In President Zuma’s State of the Nation address, he highlighted many key areas of importance. Minister Gordhan has wisely allocated funds for the implementation of these ideas. The South African National Council for the Blind, in turn, wants government to acknowledge the principles of inclusivity which the constitution guarantees for people with disabilities, and for government to make a concerted effort to ensure that blind South Africans are afforded access to the rights and services to which these newly allocated funds will allow.
Blind South Africans need to be actively included in the following new areas:
R10 billion for job creation, small enterprise development and youth employment
By encouraging companies to employ able and skilled blind workers there will not only be less unemployment amongst blind South Africans, but it will also allow for a change in perceptions in how disabilities are viewed in the broader social context. Unemployed blind youth also need to be constructively, and positively occupied with work, just as much as non-disabled youth. In equipping and funding self help groups and NGOs to train and encourage enterprise development there will be a sense of self empowerment amongst blind people and less of a reliance on government aided grants. We suggest a job summit for people with disabilities be created and attended by government and the business sector.

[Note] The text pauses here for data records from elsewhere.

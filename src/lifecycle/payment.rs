use chrono::{DateTime, FixedOffset, SecondsFormat};
use uuid::Uuid;

use super::{Checked, Violation, trip};
use crate::entity::{
    enums::{PaymentStatus, TripStatus},
    payments, trips,
};

/// A trip accepts one payment, and its amount must match the trip price exactly.
pub fn check_new_payment(trip: &trips::Model, has_payment: bool, amount: i64) -> Checked<()> {
    if has_payment {
        return Err(Violation::Conflict("Trip already has a payment"));
    }
    if amount != trip.total_price {
        return Err(Violation::AmountMismatch {
            expected: trip.total_price,
            actual: amount,
        });
    }
    Ok(())
}

/// Requested move of a payment and its trip.
#[derive(Debug, Clone, PartialEq, Eq)]
pub enum PaymentTransition {
    Confirm { transaction_id: Option<String> },
    Cancel { requested_by: Uuid },
}

/// Row values to write when a transition is accepted.
#[derive(Debug, Clone, PartialEq)]
pub struct TransitionPlan {
    pub payment_status: PaymentStatus,
    pub trip_status: TripStatus,
    pub transaction_id: Option<String>,
    pub notes: Option<String>,
    pub payment_date: Option<DateTime<FixedOffset>>,
}

impl PaymentTransition {
    /// Validates the transition against the current rows and returns what to write.
    pub fn plan(
        &self,
        payment: &payments::Model,
        trip: &trips::Model,
        now: DateTime<FixedOffset>,
    ) -> Checked<TransitionPlan> {
        match self {
            PaymentTransition::Confirm { transaction_id } => {
                check_confirmable(payment.status)?;
                let trip_status = trip::on_payment_confirmed(trip.status)?;
                Ok(TransitionPlan {
                    payment_status: PaymentStatus::Paid,
                    trip_status,
                    transaction_id: transaction_id
                        .clone()
                        .filter(|id| !id.is_empty())
                        .or_else(|| payment.transaction_id.clone()),
                    notes: payment.notes.clone(),
                    payment_date: Some(now),
                })
            }
            PaymentTransition::Cancel { requested_by } => {
                check_cancellable(payment.status, trip.tourist_id, *requested_by)?;
                Ok(TransitionPlan {
                    payment_status: PaymentStatus::Refunded,
                    trip_status: trip::on_payment_cancelled(trip.status),
                    transaction_id: payment.transaction_id.clone(),
                    notes: Some(cancellation_note(payment.notes.as_deref(), now)),
                    payment_date: payment.payment_date,
                })
            }
        }
    }
}

pub fn check_confirmable(status: PaymentStatus) -> Checked<()> {
    match status {
        PaymentStatus::Pending => Ok(()),
        PaymentStatus::Paid => Err(Violation::InvalidState("Payment is already confirmed")),
        PaymentStatus::Refunded => Err(Violation::InvalidState(
            "Payment is already confirmed or cancelled",
        )),
    }
}

/// Ownership is checked before status.
pub fn check_cancellable(
    status: PaymentStatus,
    trip_tourist_id: Uuid,
    requested_by: Uuid,
) -> Checked<()> {
    if trip_tourist_id != requested_by {
        return Err(Violation::Forbidden(
            "You are not allowed to cancel this payment",
        ));
    }
    match status {
        PaymentStatus::Pending => Ok(()),
        PaymentStatus::Paid => Err(Violation::InvalidState("Paid payments cannot be cancelled")),
        PaymentStatus::Refunded => Err(Violation::InvalidState("Payment is already cancelled")),
    }
}

pub fn cancellation_note(existing: Option<&str>, at: DateTime<FixedOffset>) -> String {
    let stamp = at.to_rfc3339_opts(SecondsFormat::Millis, true);
    match existing.filter(|notes| !notes.is_empty()) {
        Some(notes) => format!("{notes} - Cancelled by tourist at {stamp}"),
        None => format!("Cancelled by tourist at {stamp}"),
    }
}
use serde::Deserialize;
use utoipa::ToSchema;
use validator::Validate;

#[derive(Debug, Deserialize, ToSchema, Validate)]
pub struct CreateDestinationRequest {
    #[validate(length(min = 1, message = "Name is required"))]
    pub name: String,
    pub country: Option<String>,
    pub city: Option<String>,
    pub latitude: Option<f64>,
    pub longitude: Option<f64>,
    pub description: Option<String>,
    #[validate(url)]
    pub image_url: Option<String>,
}

#[derive(Debug, Default, Deserialize, ToSchema, Validate)]
pub struct UpdateDestinationRequest {
    #[validate(length(min = 1, message = "Name is required"))]
    pub name: Option<String>,
    pub country: Option<String>,
    pub city: Option<String>,
    pub latitude: Option<f64>,
    pub longitude: Option<f64>,
    pub description: Option<String>,
    #[validate(url)]
    pub image_url: Option<String>,
}
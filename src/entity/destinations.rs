use sea_orm::entity::prelude::*;

#[derive(Clone, Debug, PartialEq, DeriveEntityModel)]
#[sea_orm(table_name = "destinations")]
pub struct Model {
    #[sea_orm(primary_key, auto_increment = false)]
    pub id: Uuid,
    pub name: String,
    pub country: Option<String>,
    pub city: Option<String>,
    pub latitude: Option<f64>,
    pub longitude: Option<f64>,
    pub description: Option<String>,
    pub image_url: Option<String>,
    pub created_at: DateTimeWithTimeZone,
    pub updated_at: DateTimeWithTimeZone,
}

#[derive(Copy, Clone, Debug, EnumIter, DeriveRelation)]
pub enum Relation {
    #[sea_orm(has_many = "super::trips::Entity")]
    Trips,
}

impl Related<super::trips::Entity> for Entity {
    fn to() -> RelationDef {
        Relation::Trips.def()
    }
}

impl ActiveModelBehavior for ActiveModel {}
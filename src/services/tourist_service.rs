use chrono::Utc;
use sea_orm::{
    ActiveModelTrait, ColumnTrait, ConnectionTrait, DatabaseTransaction, EntityTrait,
    PaginatorTrait, QueryFilter, QueryOrder, QuerySelect, Set, TransactionTrait,
};
use sea_orm::ActiveValue::NotSet;
use sea_orm::sea_query::LockType;
use uuid::Uuid;

use crate::{
    audit::record,
    dto::tourist::{AddressInput, UpdateTouristRequest},
    entity::{
        addresses::{ActiveModel as AddressActive, Entity as Addresses},
        tourists::{ActiveModel as TouristActive, Column as TouristCol, Entity as Tourists, Model as TouristModel},
        users::{ActiveModel as UserActive, Entity as Users},
    },
    error::AppResult,
    lifecycle::found,
    middleware::auth::{AuthUser, ensure_staff, ensure_tourist},
    models::Tourist,
    response::{ApiResponse, Meta},
    routes::params::Pagination,
    state::AppState,
};

/// Which caller is editing the profile. Only staff may toggle `is_active`.
#[derive(Debug, Clone, Copy, PartialEq, Eq)]
enum Editor {
    Owner,
    Staff,
}

pub async fn list_tourists(
    state: &AppState,
    user: &AuthUser,
    pagination: Pagination,
) -> AppResult<ApiResponse<Vec<Tourist>>> {
    ensure_staff(user)?;
    let (page, limit, offset) = pagination.normalize();

    let finder = Tourists::find().order_by_desc(TouristCol::CreatedAt);
    let total = finder.clone().count(&state.orm).await?;

    let rows = finder.limit(limit).offset(offset).all(&state.orm).await?;
    let mut items = Vec::with_capacity(rows.len());
    for row in rows {
        items.push(load_tourist(&state.orm, row).await?);
    }

    Ok(ApiResponse::paged(
        "Tourists",
        items,
        Meta::new(page, limit, total),
    ))
}

pub async fn get_tourist(
    state: &AppState,
    user: &AuthUser,
    id: Uuid,
) -> AppResult<ApiResponse<Tourist>> {
    ensure_staff(user)?;
    let tourist = found(Tourists::find_by_id(id).one(&state.orm).await?, "Tourist")?;
    let tourist = load_tourist(&state.orm, tourist).await?;
    Ok(ApiResponse::success("Tourist", tourist))
}

pub async fn get_profile(state: &AppState, user: &AuthUser) -> AppResult<ApiResponse<Tourist>> {
    ensure_tourist(user)?;
    let tourist = find_by_user(&state.orm, user.user_id).await?;
    let tourist = load_tourist(&state.orm, tourist).await?;
    Ok(ApiResponse::success("Tourist profile", tourist))
}

/// Tourist profile owned by `user_id`.
pub async fn find_by_user<C: ConnectionTrait>(conn: &C, user_id: Uuid) -> AppResult<TouristModel> {
    let tourist = Tourists::find()
        .filter(TouristCol::UserId.eq(user_id))
        .one(conn)
        .await?;
    Ok(found(tourist, "Tourist profile")?)
}

pub async fn update_profile(
    state: &AppState,
    user: &AuthUser,
    payload: UpdateTouristRequest,
) -> AppResult<ApiResponse<Tourist>> {
    ensure_tourist(user)?;
    let txn = state.orm.begin().await?;
    let tourist = Tourists::find()
        .filter(TouristCol::UserId.eq(user.user_id))
        .lock(LockType::Update)
        .one(&txn)
        .await?;
    let tourist = found(tourist, "Tourist")?;

    let tourist = apply_update(&txn, tourist, payload, Editor::Owner).await?;
    let view = load_tourist(&txn, tourist).await?;
    txn.commit().await?;

    record(
        &state.pool,
        user.user_id,
        "tourist_profile_update",
        "tourists",
        serde_json::json!({ "tourist_id": view.id }),
    )
    .await;

    Ok(ApiResponse::success("Profile updated", view))
}

pub async fn update_by_employee(
    state: &AppState,
    user: &AuthUser,
    tourist_id: Uuid,
    payload: UpdateTouristRequest,
) -> AppResult<ApiResponse<Tourist>> {
    ensure_staff(user)?;
    let txn = state.orm.begin().await?;
    let tourist = Tourists::find_by_id(tourist_id)
        .lock(LockType::Update)
        .one(&txn)
        .await?;
    let tourist = found(tourist, "Tourist")?;

    let tourist = apply_update(&txn, tourist, payload, Editor::Staff).await?;
    let view = load_tourist(&txn, tourist).await?;
    txn.commit().await?;

    record(
        &state.pool,
        user.user_id,
        "tourist_update",
        "tourists",
        serde_json::json!({ "tourist_id": view.id }),
    )
    .await;

    Ok(ApiResponse::success("Tourist updated", view))
}

/// Deletes the owned address and the owning user; the tourist row cascades.
pub async fn delete_tourist(
    state: &AppState,
    user: &AuthUser,
    tourist_id: Uuid,
) -> AppResult<ApiResponse<serde_json::Value>> {
    ensure_staff(user)?;
    let tourist = found(
        Tourists::find_by_id(tourist_id).one(&state.orm).await?,
        "Tourist",
    )?;

    let txn = state.orm.begin().await?;
    if let Some(address_id) = tourist.address_id {
        Addresses::delete_by_id(address_id).exec(&txn).await?;
    }
    Users::delete_by_id(tourist.user_id).exec(&txn).await?;
    txn.commit().await?;

    record(
        &state.pool,
        user.user_id,
        "tourist_delete",
        "tourists",
        serde_json::json!({ "tourist_id": tourist_id, "user_id": tourist.user_id }),
    )
    .await;

    Ok(ApiResponse::success(
        "Tourist deleted",
        serde_json::json!({ "id": tourist_id }),
    ))
}

async fn apply_update(
    txn: &DatabaseTransaction,
    tourist: TouristModel,
    payload: UpdateTouristRequest,
    editor: Editor,
) -> AppResult<TouristModel> {
    let UpdateTouristRequest {
        first_name,
        last_name,
        phone,
        date_of_birth,
        nationality,
        identity_number,
        emergency_contact,
        is_active,
        address,
    } = payload;
    let now = Utc::now().fixed_offset();

    let linked_address = match address {
        Some(address) => upsert_address(txn, tourist.address_id, address).await?,
        None => tourist.address_id,
    };

    let is_active = is_active.filter(|_| editor == Editor::Staff);
    if first_name.is_some() || last_name.is_some() || phone.is_some() || is_active.is_some() {
        let owner = found(Users::find_by_id(tourist.user_id).one(txn).await?, "User")?;
        let mut user: UserActive = owner.into();
        if let Some(first_name) = first_name {
            user.first_name = Set(first_name);
        }
        if let Some(last_name) = last_name {
            user.last_name = Set(last_name);
        }
        if let Some(phone) = phone {
            user.phone = Set(Some(phone));
        }
        if let Some(is_active) = is_active {
            user.is_active = Set(is_active);
        }
        user.updated_at = Set(now);
        user.update(txn).await?;
    }

    let mut active: TouristActive = tourist.into();
    active.address_id = Set(linked_address);
    if let Some(date_of_birth) = date_of_birth {
        active.date_of_birth = Set(Some(date_of_birth));
    }
    if let Some(nationality) = nationality {
        active.nationality = Set(Some(nationality));
    }
    if let Some(identity_number) = identity_number {
        active.identity_number = Set(Some(identity_number));
    }
    if let Some(emergency_contact) = emergency_contact {
        active.emergency_contact = Set(Some(emergency_contact));
    }
    active.updated_at = Set(now);
    Ok(active.update(txn).await?)
}

/// Updates the tourist's address in place, or creates one when none is linked yet.
async fn upsert_address(
    txn: &DatabaseTransaction,
    current: Option<Uuid>,
    input: AddressInput,
) -> AppResult<Option<Uuid>> {
    let existing = match current {
        Some(id) => Addresses::find_by_id(id).one(txn).await?,
        None => None,
    };

    let address = match existing {
        Some(existing) => {
            let mut active: AddressActive = existing.into();
            if let Some(street) = input.street {
                active.street = Set(Some(street));
            }
            if let Some(city) = input.city {
                active.city = Set(Some(city));
            }
            if let Some(state) = input.state {
                active.state = Set(Some(state));
            }
            if let Some(postal_code) = input.postal_code {
                active.postal_code = Set(Some(postal_code));
            }
            if let Some(country) = input.country {
                active.country = Set(Some(country));
            }
            active.update(txn).await?
        }
        None => {
            AddressActive {
                id: Set(Uuid::new_v4()),
                street: Set(input.street),
                city: Set(input.city),
                state: Set(input.state),
                postal_code: Set(input.postal_code),
                country: Set(input.country),
                created_at: NotSet,
            }
            .insert(txn)
            .await?
        }
    };

    Ok(Some(address.id))
}

async fn load_tourist<C: ConnectionTrait>(conn: &C, tourist: TouristModel) -> AppResult<Tourist> {
    let user = Users::find_by_id(tourist.user_id).one(conn).await?;
    let address = match tourist.address_id {
        Some(id) => Addresses::find_by_id(id).one(conn).await?,
        None => None,
    };
    Ok(Tourist::from_parts(tourist, user, address))
}
use chrono::{DateTime, Utc};
use serde::Deserialize;
use utoipa::ToSchema;
use uuid::Uuid;
use validator::Validate;

use crate::entity::enums::TripStatus;

#[derive(Debug, Clone, Deserialize, ToSchema, Validate)]
pub struct CreateTripRequest {
    pub tourist_id: Uuid,
    pub destination_id: Uuid,
    pub start_date: DateTime<Utc>,
    pub end_date: DateTime<Utc>,
    #[validate(range(min = 1, message = "Participants must be at least 1"))]
    pub participants: i32,
    #[validate(range(min = 0, message = "Total price cannot be negative"))]
    pub total_price: i64,
    pub notes: Option<String>,
    pub special_requests: Option<String>,
    pub status: Option<TripStatus>,
}

/// Trip booked by a tourist for themselves. Always starts as `planned`.
#[derive(Debug, Clone, Deserialize, ToSchema, Validate)]
pub struct BookTripRequest {
    pub destination_id: Uuid,
    pub start_date: DateTime<Utc>,
    pub end_date: DateTime<Utc>,
    #[validate(range(min = 1, message = "Participants must be at least 1"))]
    pub participants: i32,
    #[validate(range(min = 0, message = "Total price cannot be negative"))]
    pub total_price: i64,
    pub notes: Option<String>,
    pub special_requests: Option<String>,
}

/// Partial trip update. Status is not writable here; it follows the payment.
#[derive(Debug, Clone, Default, Deserialize, ToSchema, Validate)]
pub struct UpdateTripRequest {
    pub destination_id: Option<Uuid>,
    pub start_date: Option<DateTime<Utc>>,
    pub end_date: Option<DateTime<Utc>>,
    #[validate(range(min = 1, message = "Participants must be at least 1"))]
    pub participants: Option<i32>,
    #[validate(range(min = 0, message = "Total price cannot be negative"))]
    pub total_price: Option<i64>,
    pub notes: Option<String>,
    pub special_requests: Option<String>,
    pub rating: Option<i32>,
    pub review: Option<String>,
}

#[derive(Debug, Clone, Deserialize, ToSchema, Validate)]
pub struct RateTripRequest {
    pub rating: i32,
    pub review: Option<String>,
}
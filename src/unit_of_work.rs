//! Atomic payment + trip status writes.
//!
//! A payment may never be `paid` while its trip is still `planned`, nor `refunded` while
//! its trip is still `confirmed`. [`PaymentTripUnit`] locks both rows, re-validates the
//! transition against the locked state and writes both rows in one transaction.

use chrono::Utc;
use sea_orm::{
    ActiveModelTrait, DatabaseConnection, EntityTrait, QuerySelect, Set, TransactionTrait,
};
use sea_orm::sea_query::LockType;
use uuid::Uuid;

use crate::{
    entity::{
        payments::{ActiveModel as PaymentActive, Entity as Payments, Model as PaymentModel},
        trips::{ActiveModel as TripActive, Entity as Trips, Model as TripModel},
    },
    error::AppResult,
    lifecycle::{found, payment::PaymentTransition},
};

pub struct PaymentTripUnit<'a> {
    conn: &'a DatabaseConnection,
}

impl<'a> PaymentTripUnit<'a> {
    pub fn new(conn: &'a DatabaseConnection) -> Self {
        Self { conn }
    }

    /// Applies `transition` to the payment and its trip. Either both rows change or neither.
    pub async fn apply(
        &self,
        payment_id: Uuid,
        transition: PaymentTransition,
    ) -> AppResult<(PaymentModel, TripModel)> {
        let txn = self.conn.begin().await?;

        let payment = Payments::find_by_id(payment_id)
            .lock(LockType::Update)
            .one(&txn)
            .await?;
        let payment = found(payment, "Payment")?;

        let trip = Trips::find_by_id(payment.trip_id)
            .lock(LockType::Update)
            .one(&txn)
            .await?;
        let trip = found(trip, "Trip")?;

        let now = Utc::now().fixed_offset();
        let plan = transition.plan(&payment, &trip, now)?;

        let mut payment_active: PaymentActive = payment.into();
        payment_active.status = Set(plan.payment_status);
        payment_active.transaction_id = Set(plan.transaction_id);
        payment_active.notes = Set(plan.notes);
        payment_active.payment_date = Set(plan.payment_date);
        payment_active.updated_at = Set(now);
        let payment = payment_active.update(&txn).await?;

        let mut trip_active: TripActive = trip.into();
        trip_active.status = Set(plan.trip_status);
        trip_active.updated_at = Set(now);
        let trip = trip_active.update(&txn).await?;

        txn.commit().await?;

        tracing::debug!(
            payment_id = %payment.id,
            trip_id = %trip.id,
            payment_status = ?payment.status,
            trip_status = ?trip.status,
            "payment transition committed"
        );

        Ok((payment, trip))
    }
}
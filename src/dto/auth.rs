use serde::{Deserialize, Serialize};
use utoipa::ToSchema;
use uuid::Uuid;
use validator::Validate;

use crate::{entity::enums::Role, models::User};

use super::tourist::AddressInput;

#[derive(Deserialize, Debug, ToSchema, Validate)]
pub struct RegisterRequest {
    #[validate(email(message = "Invalid email format"))]
    pub email: String,
    #[validate(length(min = 8, message = "Password must be at least 8 characters"))]
    pub password: String,
    #[validate(must_match(other = "password", message = "Password and confirm password must match"))]
    pub confirm_password: String,
    #[validate(length(min = 1))]
    pub first_name: String,
    #[validate(length(min = 1))]
    pub last_name: String,
    pub phone: Option<String>,
}

/// Tourist account created by staff; active immediately.
#[derive(Deserialize, Debug, ToSchema, Validate)]
pub struct CreateTouristRequest {
    #[validate(email(message = "Invalid email format"))]
    pub email: String,
    #[validate(length(min = 8, message = "Password must be at least 8 characters"))]
    pub password: String,
    #[validate(must_match(other = "password", message = "Password and confirm password must match"))]
    pub confirm_password: String,
    #[validate(length(min = 1))]
    pub first_name: String,
    #[validate(length(min = 1))]
    pub last_name: String,
    pub phone: Option<String>,
    pub date_of_birth: Option<chrono::NaiveDate>,
    pub nationality: Option<String>,
    pub identity_number: Option<String>,
    pub emergency_contact: Option<String>,
    pub address: Option<AddressInput>,
}

#[derive(Deserialize, Debug, ToSchema, Validate)]
pub struct LoginRequest {
    #[validate(email(message = "Invalid email format"))]
    pub email: String,
    #[validate(length(min = 1, message = "Password is required"))]
    pub password: String,
}

#[derive(Debug, Serialize, ToSchema)]
pub struct LoginResponse {
    pub token: String,
    pub user: User,
}

#[derive(Debug, Serialize, ToSchema)]
pub struct RegisteredTourist {
    pub user: User,
    pub tourist_id: Uuid,
}

#[derive(Debug, Deserialize, Serialize, ToSchema)]
pub struct Claims {
    pub sub: String,
    pub email: String,
    pub role: Role,
    pub first_name: String,
    pub last_name: String,
    pub exp: usize,
}
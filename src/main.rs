use axum::{
    Json, Router,
    http::{HeaderName, Request, Response, StatusCode, Uri},
    routing::get,
};
use tower::limit::ConcurrencyLimitLayer;
use tower_http::limit::RequestBodyLimitLayer;
use tower_http::request_id::{MakeRequestUuid, PropagateRequestIdLayer, SetRequestIdLayer};
use tower_http::trace::TraceLayer;
use tracing_subscriber::{layer::SubscriberExt, util::SubscriberInitExt};

use std::{net::SocketAddr, sync::Arc, time::Duration};

use tourism_agency_api::{
    config::AppConfig,
    db::{create_orm_conn, create_pool},
    response::ApiResponse,
    routes::{create_api_router, doc::scalar_docs, health},
    state::AppState,
};

#[tokio::main]
async fn main() -> anyhow::Result<()> {
    dotenvy::dotenv().ok();
    tracing_subscriber::registry()
        .with(
            tracing_subscriber::EnvFilter::try_from_default_env()
                .unwrap_or_else(|_| "info,tourism_agency_api=debug".into()),
        )
        .with(tracing_subscriber::fmt::layer())
        .init();

    let config = AppConfig::from_env()?;
    let pool = create_pool(&config.database_url).await?;
    let orm = create_orm_conn(&config.database_url).await?;

    sqlx::migrate!("./migrations").run(&pool).await?;

    let state = AppState {
        pool,
        orm,
        auth: Arc::new(config.auth.clone()),
    };

    let api_router = create_api_router();
    let concurrency_limit_layer = ConcurrencyLimitLayer::new(100);

    let request_id_header = HeaderName::from_static("x-request-id");
    let trace_layer = TraceLayer::new_for_http()
        .make_span_with(|request: &Request<_>| {
            let request_id = request
                .headers()
                .get("x-request-id")
                .and_then(|value| value.to_str().ok())
                .unwrap_or("-");
            tracing::info_span!(
                "http_request",
                method = %request.method(),
                uri = %request.uri(),
                request_id = %request_id
            )
        })
        .on_request(|request: &Request<_>, _span: &tracing::Span| {
            let request_id = request
                .headers()
                .get("x-request-id")
                .and_then(|value| value.to_str().ok())
                .unwrap_or("-");
            tracing::info!(
                request_id = %request_id,
                method = %request.method(),
                uri = %request.uri(),
                "request started"
            );
        })
        .on_response(|response: &Response<_>, latency: Duration, _span: &tracing::Span| {
            tracing::info!(
                status = %response.status(),
                ms = %latency.as_millis(),
                "request finished"
            );
        });

    let app = Router::new()
        .route("/health", get(health::health_check))
        .nest("/api", api_router)
        .merge(scalar_docs())
        .fallback(not_found)
        .layer(trace_layer)
        .layer(PropagateRequestIdLayer::new(
            request_id_header.clone(),
        ))
        .layer(SetRequestIdLayer::new(
            request_id_header,
            MakeRequestUuid,
        ))
        .layer(RequestBodyLimitLayer::new(1024 * 1024))
        .layer(concurrency_limit_layer)
        .with_state(state);

    let addr = SocketAddr::from((config.host.parse::<std::net::IpAddr>()?, config.port));
    tracing::info!("listening on {}", addr);

    axum::serve(tokio::net::TcpListener::bind(addr).await?, app).await?;

    Ok(())
}

async fn not_found(uri: Uri) -> (StatusCode, Json<ApiResponse<()>>) {
    let body = ApiResponse::failure(format!("Route {} not found", uri.path()));
    (StatusCode::NOT_FOUND, Json(body))
}
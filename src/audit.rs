use serde_json::Value;
use uuid::Uuid;

use crate::{db::DbPool, error::AppResult};

/// Inserts one `audit_logs` row for an action performed by `actor`.
pub async fn log_audit(
    pool: &DbPool,
    actor: Uuid,
    action: &str,
    resource: &str,
    metadata: Value,
) -> AppResult<Uuid> {
    let id = Uuid::new_v4();
    sqlx::query(
        r#"
        INSERT INTO audit_logs (id, user_id, action, resource, metadata)
        VALUES ($1, $2, $3, $4, $5)
        "#,
    )
    .bind(id)
    .bind(actor)
    .bind(action)
    .bind(resource)
    .bind(metadata)
    .execute(pool)
    .await?;

    Ok(id)
}

/// Best-effort audit entry; failures are logged and never fail the request.
pub async fn record(pool: &DbPool, actor: Uuid, action: &str, resource: &str, metadata: Value) {
    match log_audit(pool, actor, action, resource, metadata).await {
        Ok(id) => tracing::trace!(%id, action, resource, "audit entry written"),
        Err(err) => tracing::warn!(error = %err, action, resource, "audit log failed"),
    }
}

R9.5 billion for skills development
By allocating funds to legitimate NGOs and self help groups to encourage training and skills development, government will ensure that the empowerment of blind people is not only possible, but also sustainable to ensure a stream of skilled people who are willing and able to contribute to society through their work.
R8.2 billion for the upgrading of schools
Special needs schools are in serious need of attention. Schools for the blind have distinguished themselves in producing top matric results in the last year. However, these schools are faced with adversity, not only in the form of learners with special needs, but also in terms of funding and quality teachers. The determination of these learners to succeed is strong, but on its own it is not enough to keep morale in schools up when these schools are in even greater need of addressing President Zuma’s three T’s of education (Teachers, Time, and Textbooks). We urge government to help make it possible to have prescribed books and textbooks available in braille, large print and electronic formats for these learners as is vital for their continued education.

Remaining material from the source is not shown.